The power of the father or chief of the household—patria potestas—was limitless, in the precincts of the house, over both the family and the servants. The father, be he patrician or plebeian, could sell his son into slavery, but the right was very seldom used. So also, the father had the right of life and death over all his family and household. Manumission of slaves was common; it existed from the most ancient times. The slave could also buy his liberty. Subsequently, in the last centuries of the republic and under the emperors, a slave could be emancipated by various positive enactments, and the status of the manumitted slave often passed through various gradations before reaching absolute independence. The fortieth book of the Pandects contains several chapters relating to manumission.

Sometimes, though rarely, under the kings, the public slaves—or those of the state, exclusively war prisoners—were employed on public works, or to take care of public buildings, or to attend on magistrates or priests. The condition of public slaves was preferable to that of the private slaves; indeed, the former subsequently had the right to dispose by will of half of their property.

The land was tilled by the hands of the senators themselves, patricians though they were. If a patrician (pater) possessed more land than he could cultivate himself, he divided it among small free cultivators, or let it out; and no servile hand desecrated the plough. The slaves employed in the house were not numerous.

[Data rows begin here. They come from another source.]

use std::path::Path;

use thiserror::Error;

#[derive(Error, Debug, Clone, PartialEq)]
pub enum AudioError {
    #[error("audio player is not open")]
    NotOpen,
    #[error("{0}")]
    Backend(String),
}

/// Initial audio state applied when a player is opened.
#[derive(Clone, Debug, PartialEq)]
pub struct AudioOptions {
    pub volume: f32,
    pub muted: bool,
    pub paused: bool,
}

impl Default for AudioOptions {
    fn default() -> Self {
        Self {
            volume: 1.0,
            muted: false,
            paused: true,
        }
    }
}

/// Audio track playback running on its own clock.
///
/// The video session only forwards transport commands; sample decoding and
/// device output belong to the implementation.
pub trait AudioPlayer: Send {
    fn open(&mut self, path: &Path, options: &AudioOptions) -> Result<(), AudioError>;

    fn set_pause(&mut self, paused: bool);

    /// Moves the audio position. `absolute` seeks to `seconds` from the
    /// start; otherwise `seconds` is an offset from the current position.
    fn seek(&mut self, seconds: f64, absolute: bool) -> Result<(), AudioError>;

    /// `volume` is in `[0, 1]`.
    fn set_volume(&mut self, volume: f32);

    fn set_mute(&mut self, muted: bool);

    /// Stops output and frees device handles. Safe to call repeatedly.
    fn close(&mut self);
}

King Servius Tullius inaugurated a political reform, intended to alleviate the condition of the plebeians oppressed by the patricians; and in preparation for it he took a census. At that time Rome had eighty-four thousand able-bodied citizens between the ages of eighteen and sixty years, or a total population of about four hundred thousand free persons of all ages and sexes. To this number must be added the plebeians, who were not yet citizens. The artisans, operatives, clients and strangers perhaps doubled this estimate of the population of Rome, the limits of which then stretched from the Tiber to the Anio, including, probably, the lands of Alba, and making in all, an area of about one hundred and twenty or one hundred and forty square miles. There would thus be more than five thousand five hundred inhabitants to a square mile; so that there could have remained but very little room for slaves.

In the first stages of the republic, the patricians continually increased their landed estates, and by renting these to tenants, they acquired power over the poor free laborers, and by lending them money, got a claim on their bodies and also on the free yeomen and rustics. The patricians were hard creditors, and rigorously availed themselves of their legal rights, and their ergastula—caves or vaulted prisons—were almost continually filled with poor debtors. This impoverishment of the free yeomanry increased after the terrible devastations perpetrated by the Gauls under Brennus. Finally, these financial oppressions generated those revolts of the plebeians which terminated in their obtaining political rights and full citizenship, together with the jurisprudential reform known as the Twelve Tables.

During the first three or four centuries of the republic, the number of slaves who were non-debtors was very limited. At the census made in the year of Rome 280, the free population amounted to over four hundred and ten thousand persons, and there were then only seventeen thousand slaves.

Few, if any, women were originally enslaved. If the nursling of a Roman family often drew its milk from the paps of a slave woman, the Roman matron, in turn, often gave her breast to the babe of a slave.

In those early times the slaves were kindly treated; they were regarded rather as members of the family than as chattels; they took their meals with their masters, and participated in the sacrifices and worship of the gods. They were not considered dangerous elements in the household or the state. From that early epoch also date certain privileges conceded to the slaves—such as their earnings or peculium, which, at first established only by common usage, became afterward defined and specified by the civil law, in which originally the slave was almost entirely ignored.

Plebeians, proletarians, clients, free artisans—almost all of whom were Romans—formed, in the first centuries, the bulk of the slaves kept in the ergastula of the patricians. Frequently, when a consul wanted soldiers, he would order the creditors to open their vaults and disgorge the victims for his service in a campaign. And sometimes, though rarely, a consular edict quashed the debts and set them free.

In these earliest times of the Republic the name of a proletarius, or procreator of children, was held in honor. It was to an increase of the number of its freemen, not of its slaves, that the Republic hoped for duration and power. To be called colonus, or a cultivator, was also an honor to a Roman citizen, whether patrician or plebeian, in the times of Cincinnatus, Dentatus, and Regulus. Labor was then a high distinction, nay it was sacred; and a slave may almost be considered an accident in domestic pursuits. Scaurus, then one of the wealthiest and most powerful senators, had six slaves, Curius Dentatus one, Regulus one, when he commanded the Roman legions against Carthage, while Cincinnatus may have had one, but most probably none.